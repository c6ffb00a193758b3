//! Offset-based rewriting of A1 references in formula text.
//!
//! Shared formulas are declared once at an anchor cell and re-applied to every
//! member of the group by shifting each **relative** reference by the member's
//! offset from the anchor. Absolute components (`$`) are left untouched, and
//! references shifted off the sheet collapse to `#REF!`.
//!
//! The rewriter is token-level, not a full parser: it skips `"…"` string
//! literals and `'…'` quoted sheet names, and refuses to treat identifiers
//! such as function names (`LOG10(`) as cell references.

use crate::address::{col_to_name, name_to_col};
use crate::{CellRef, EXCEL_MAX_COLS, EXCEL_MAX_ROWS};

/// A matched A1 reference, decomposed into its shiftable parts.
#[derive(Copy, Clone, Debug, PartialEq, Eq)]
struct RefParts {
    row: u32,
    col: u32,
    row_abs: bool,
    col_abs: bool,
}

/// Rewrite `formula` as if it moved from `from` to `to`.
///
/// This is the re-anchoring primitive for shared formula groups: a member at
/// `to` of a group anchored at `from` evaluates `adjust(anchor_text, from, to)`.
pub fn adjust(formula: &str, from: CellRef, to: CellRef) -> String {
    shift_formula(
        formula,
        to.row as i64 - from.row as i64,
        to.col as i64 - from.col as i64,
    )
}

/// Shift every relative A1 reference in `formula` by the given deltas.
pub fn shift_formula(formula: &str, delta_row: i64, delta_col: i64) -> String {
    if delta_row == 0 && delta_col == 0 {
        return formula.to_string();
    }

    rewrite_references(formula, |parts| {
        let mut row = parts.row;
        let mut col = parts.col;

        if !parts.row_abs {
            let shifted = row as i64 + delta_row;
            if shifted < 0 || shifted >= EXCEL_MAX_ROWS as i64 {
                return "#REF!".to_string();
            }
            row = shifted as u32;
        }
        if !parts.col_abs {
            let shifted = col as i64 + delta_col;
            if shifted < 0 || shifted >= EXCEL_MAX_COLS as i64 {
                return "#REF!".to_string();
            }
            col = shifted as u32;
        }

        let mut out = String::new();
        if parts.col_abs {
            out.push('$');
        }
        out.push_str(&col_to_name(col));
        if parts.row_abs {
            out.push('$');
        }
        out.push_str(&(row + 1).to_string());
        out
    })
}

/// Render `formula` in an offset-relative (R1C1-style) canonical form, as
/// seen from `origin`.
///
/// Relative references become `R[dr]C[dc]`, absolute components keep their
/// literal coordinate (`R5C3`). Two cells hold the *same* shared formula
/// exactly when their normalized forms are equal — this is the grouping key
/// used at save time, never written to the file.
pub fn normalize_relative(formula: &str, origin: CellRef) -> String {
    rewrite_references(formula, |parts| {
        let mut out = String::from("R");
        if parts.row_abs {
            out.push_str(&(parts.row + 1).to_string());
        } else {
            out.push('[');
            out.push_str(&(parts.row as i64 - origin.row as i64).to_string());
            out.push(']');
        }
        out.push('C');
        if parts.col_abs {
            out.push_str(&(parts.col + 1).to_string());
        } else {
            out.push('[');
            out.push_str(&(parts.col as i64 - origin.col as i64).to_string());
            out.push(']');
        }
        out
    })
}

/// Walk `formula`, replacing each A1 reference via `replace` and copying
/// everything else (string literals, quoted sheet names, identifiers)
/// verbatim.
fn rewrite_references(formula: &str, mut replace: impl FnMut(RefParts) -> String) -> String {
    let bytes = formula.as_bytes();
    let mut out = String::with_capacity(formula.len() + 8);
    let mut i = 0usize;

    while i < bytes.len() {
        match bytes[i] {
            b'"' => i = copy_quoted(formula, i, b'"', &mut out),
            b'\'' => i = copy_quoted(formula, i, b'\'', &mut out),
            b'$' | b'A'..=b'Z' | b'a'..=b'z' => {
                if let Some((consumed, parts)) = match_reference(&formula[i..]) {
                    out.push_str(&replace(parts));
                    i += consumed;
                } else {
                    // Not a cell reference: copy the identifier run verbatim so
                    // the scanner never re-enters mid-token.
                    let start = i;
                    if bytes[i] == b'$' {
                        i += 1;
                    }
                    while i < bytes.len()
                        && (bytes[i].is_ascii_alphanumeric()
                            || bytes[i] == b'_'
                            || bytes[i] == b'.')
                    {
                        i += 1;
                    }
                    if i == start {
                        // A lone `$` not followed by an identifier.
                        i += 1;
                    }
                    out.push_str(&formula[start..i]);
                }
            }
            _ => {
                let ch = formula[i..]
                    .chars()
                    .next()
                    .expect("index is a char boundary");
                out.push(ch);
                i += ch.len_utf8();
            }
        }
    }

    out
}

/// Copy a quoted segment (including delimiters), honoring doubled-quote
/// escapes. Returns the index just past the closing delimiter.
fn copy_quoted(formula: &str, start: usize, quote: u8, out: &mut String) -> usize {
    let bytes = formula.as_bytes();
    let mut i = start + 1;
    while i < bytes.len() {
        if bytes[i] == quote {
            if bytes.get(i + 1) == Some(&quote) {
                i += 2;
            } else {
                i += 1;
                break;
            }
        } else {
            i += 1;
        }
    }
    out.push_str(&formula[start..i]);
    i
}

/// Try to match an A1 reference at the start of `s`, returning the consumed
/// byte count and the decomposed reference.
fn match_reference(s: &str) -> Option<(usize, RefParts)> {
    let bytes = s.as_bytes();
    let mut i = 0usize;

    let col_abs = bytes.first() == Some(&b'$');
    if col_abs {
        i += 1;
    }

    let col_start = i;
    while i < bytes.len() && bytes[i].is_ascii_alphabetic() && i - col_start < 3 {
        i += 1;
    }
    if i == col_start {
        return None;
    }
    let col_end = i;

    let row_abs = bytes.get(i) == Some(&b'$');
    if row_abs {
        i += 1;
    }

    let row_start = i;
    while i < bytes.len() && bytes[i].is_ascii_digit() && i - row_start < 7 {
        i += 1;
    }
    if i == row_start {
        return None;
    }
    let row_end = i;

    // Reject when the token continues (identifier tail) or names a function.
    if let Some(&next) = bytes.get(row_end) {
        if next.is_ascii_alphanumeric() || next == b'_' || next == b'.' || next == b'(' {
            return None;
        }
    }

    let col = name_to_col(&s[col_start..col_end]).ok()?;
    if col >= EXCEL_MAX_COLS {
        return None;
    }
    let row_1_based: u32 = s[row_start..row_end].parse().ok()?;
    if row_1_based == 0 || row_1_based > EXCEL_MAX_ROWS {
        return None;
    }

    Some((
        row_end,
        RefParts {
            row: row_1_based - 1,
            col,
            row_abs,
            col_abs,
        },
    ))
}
* * *
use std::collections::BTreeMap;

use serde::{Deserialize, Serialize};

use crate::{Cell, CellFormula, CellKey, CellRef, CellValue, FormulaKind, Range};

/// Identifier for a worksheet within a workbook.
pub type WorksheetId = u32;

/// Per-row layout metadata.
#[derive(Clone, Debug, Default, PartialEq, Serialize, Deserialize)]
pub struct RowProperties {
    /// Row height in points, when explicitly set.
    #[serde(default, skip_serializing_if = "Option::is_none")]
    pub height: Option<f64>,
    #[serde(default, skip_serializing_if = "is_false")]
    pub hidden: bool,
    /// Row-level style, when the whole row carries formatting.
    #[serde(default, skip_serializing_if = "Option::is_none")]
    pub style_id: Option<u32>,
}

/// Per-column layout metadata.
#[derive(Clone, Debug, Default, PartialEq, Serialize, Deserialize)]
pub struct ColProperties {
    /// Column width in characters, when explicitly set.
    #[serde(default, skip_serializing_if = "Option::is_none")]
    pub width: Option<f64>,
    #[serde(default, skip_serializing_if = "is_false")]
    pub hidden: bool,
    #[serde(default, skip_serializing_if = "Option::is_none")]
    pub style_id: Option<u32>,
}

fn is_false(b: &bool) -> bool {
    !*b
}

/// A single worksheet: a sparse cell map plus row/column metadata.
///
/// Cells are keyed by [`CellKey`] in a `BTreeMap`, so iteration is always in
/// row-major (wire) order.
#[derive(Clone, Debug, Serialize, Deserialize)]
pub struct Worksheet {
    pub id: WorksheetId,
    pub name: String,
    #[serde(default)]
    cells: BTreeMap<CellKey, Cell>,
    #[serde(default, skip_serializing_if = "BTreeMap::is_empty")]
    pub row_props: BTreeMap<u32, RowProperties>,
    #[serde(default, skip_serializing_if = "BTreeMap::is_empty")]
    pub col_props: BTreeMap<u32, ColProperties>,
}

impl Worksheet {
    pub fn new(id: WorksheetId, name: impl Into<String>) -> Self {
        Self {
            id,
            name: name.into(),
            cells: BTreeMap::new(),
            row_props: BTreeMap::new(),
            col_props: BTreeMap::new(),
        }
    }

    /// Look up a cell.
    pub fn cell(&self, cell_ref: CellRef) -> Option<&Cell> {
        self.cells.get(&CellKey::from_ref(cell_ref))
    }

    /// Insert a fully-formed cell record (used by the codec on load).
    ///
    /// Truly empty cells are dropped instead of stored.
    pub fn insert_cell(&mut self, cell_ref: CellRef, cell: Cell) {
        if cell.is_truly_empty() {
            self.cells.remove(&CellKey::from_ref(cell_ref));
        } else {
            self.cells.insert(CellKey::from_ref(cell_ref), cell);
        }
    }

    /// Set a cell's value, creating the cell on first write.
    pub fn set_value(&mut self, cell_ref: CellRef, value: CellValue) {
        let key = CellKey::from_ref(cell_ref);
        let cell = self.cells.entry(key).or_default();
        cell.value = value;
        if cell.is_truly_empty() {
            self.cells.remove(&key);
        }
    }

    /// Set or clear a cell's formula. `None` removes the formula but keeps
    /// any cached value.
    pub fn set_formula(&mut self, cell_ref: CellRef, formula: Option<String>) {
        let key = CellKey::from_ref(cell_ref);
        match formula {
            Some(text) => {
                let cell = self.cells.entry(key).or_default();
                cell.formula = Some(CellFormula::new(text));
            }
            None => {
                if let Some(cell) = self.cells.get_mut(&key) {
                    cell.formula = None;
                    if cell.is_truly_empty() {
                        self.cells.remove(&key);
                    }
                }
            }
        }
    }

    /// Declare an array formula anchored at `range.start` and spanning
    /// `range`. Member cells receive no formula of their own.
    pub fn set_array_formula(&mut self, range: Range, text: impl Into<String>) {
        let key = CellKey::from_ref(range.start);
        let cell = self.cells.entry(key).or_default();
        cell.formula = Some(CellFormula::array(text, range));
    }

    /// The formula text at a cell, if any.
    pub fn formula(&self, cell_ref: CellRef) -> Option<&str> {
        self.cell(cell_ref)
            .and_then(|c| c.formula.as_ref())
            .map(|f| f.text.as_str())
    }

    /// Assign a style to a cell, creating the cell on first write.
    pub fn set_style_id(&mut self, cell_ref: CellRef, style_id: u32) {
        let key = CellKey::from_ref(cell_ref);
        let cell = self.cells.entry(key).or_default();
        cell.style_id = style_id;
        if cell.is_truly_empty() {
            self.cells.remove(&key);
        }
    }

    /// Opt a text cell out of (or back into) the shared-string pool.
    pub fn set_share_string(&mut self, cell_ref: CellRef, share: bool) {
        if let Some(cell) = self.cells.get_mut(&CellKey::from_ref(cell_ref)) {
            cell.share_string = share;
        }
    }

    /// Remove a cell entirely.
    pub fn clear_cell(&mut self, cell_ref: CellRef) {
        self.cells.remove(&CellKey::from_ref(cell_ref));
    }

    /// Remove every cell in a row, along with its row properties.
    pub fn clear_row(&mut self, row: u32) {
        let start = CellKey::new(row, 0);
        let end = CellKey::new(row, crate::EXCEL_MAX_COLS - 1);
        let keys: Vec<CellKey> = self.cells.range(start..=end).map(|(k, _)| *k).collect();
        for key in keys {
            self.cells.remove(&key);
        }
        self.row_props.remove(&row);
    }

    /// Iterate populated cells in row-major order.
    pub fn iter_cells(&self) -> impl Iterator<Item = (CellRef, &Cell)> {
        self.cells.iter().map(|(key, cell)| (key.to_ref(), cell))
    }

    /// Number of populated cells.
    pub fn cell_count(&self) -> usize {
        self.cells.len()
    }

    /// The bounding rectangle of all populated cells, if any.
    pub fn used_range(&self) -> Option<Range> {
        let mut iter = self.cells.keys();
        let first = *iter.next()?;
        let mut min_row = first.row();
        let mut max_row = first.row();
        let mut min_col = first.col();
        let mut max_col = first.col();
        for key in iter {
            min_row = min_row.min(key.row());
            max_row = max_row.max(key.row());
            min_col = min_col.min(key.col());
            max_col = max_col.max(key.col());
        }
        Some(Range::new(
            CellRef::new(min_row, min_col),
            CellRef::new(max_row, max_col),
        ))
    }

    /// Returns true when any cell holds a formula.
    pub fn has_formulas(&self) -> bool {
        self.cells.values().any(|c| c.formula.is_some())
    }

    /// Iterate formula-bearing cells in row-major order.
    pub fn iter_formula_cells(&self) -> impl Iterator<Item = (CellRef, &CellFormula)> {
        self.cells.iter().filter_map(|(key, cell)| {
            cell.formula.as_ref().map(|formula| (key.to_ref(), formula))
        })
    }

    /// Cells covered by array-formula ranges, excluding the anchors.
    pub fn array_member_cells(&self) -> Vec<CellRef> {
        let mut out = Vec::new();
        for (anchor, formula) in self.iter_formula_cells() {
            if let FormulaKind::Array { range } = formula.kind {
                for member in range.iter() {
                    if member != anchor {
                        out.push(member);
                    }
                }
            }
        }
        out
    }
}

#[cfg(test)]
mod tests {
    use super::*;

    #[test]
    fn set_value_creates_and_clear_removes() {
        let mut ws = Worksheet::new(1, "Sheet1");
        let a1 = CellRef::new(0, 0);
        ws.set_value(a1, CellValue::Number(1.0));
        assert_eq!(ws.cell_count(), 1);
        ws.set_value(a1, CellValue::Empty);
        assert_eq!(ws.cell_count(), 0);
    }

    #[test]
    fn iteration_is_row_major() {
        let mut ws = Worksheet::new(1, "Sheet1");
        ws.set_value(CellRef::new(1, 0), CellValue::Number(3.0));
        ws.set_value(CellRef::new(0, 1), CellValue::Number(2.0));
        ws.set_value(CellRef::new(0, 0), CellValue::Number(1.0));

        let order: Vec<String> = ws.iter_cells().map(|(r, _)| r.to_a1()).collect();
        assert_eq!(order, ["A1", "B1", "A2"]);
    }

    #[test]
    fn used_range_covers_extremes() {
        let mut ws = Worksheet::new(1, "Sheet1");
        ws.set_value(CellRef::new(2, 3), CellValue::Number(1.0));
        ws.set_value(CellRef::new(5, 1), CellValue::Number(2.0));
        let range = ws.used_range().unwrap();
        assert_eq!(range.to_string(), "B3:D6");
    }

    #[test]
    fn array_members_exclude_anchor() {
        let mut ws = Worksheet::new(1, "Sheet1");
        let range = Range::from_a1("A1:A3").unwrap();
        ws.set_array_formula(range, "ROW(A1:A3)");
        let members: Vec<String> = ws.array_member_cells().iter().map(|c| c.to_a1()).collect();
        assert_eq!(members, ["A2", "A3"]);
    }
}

▸ **Problem details**
Write out every line in the data that holds the string "verbatim".

▸ **Worked solution**
/// verbatim.
                    // Not a cell reference: copy the identifier run verbatim so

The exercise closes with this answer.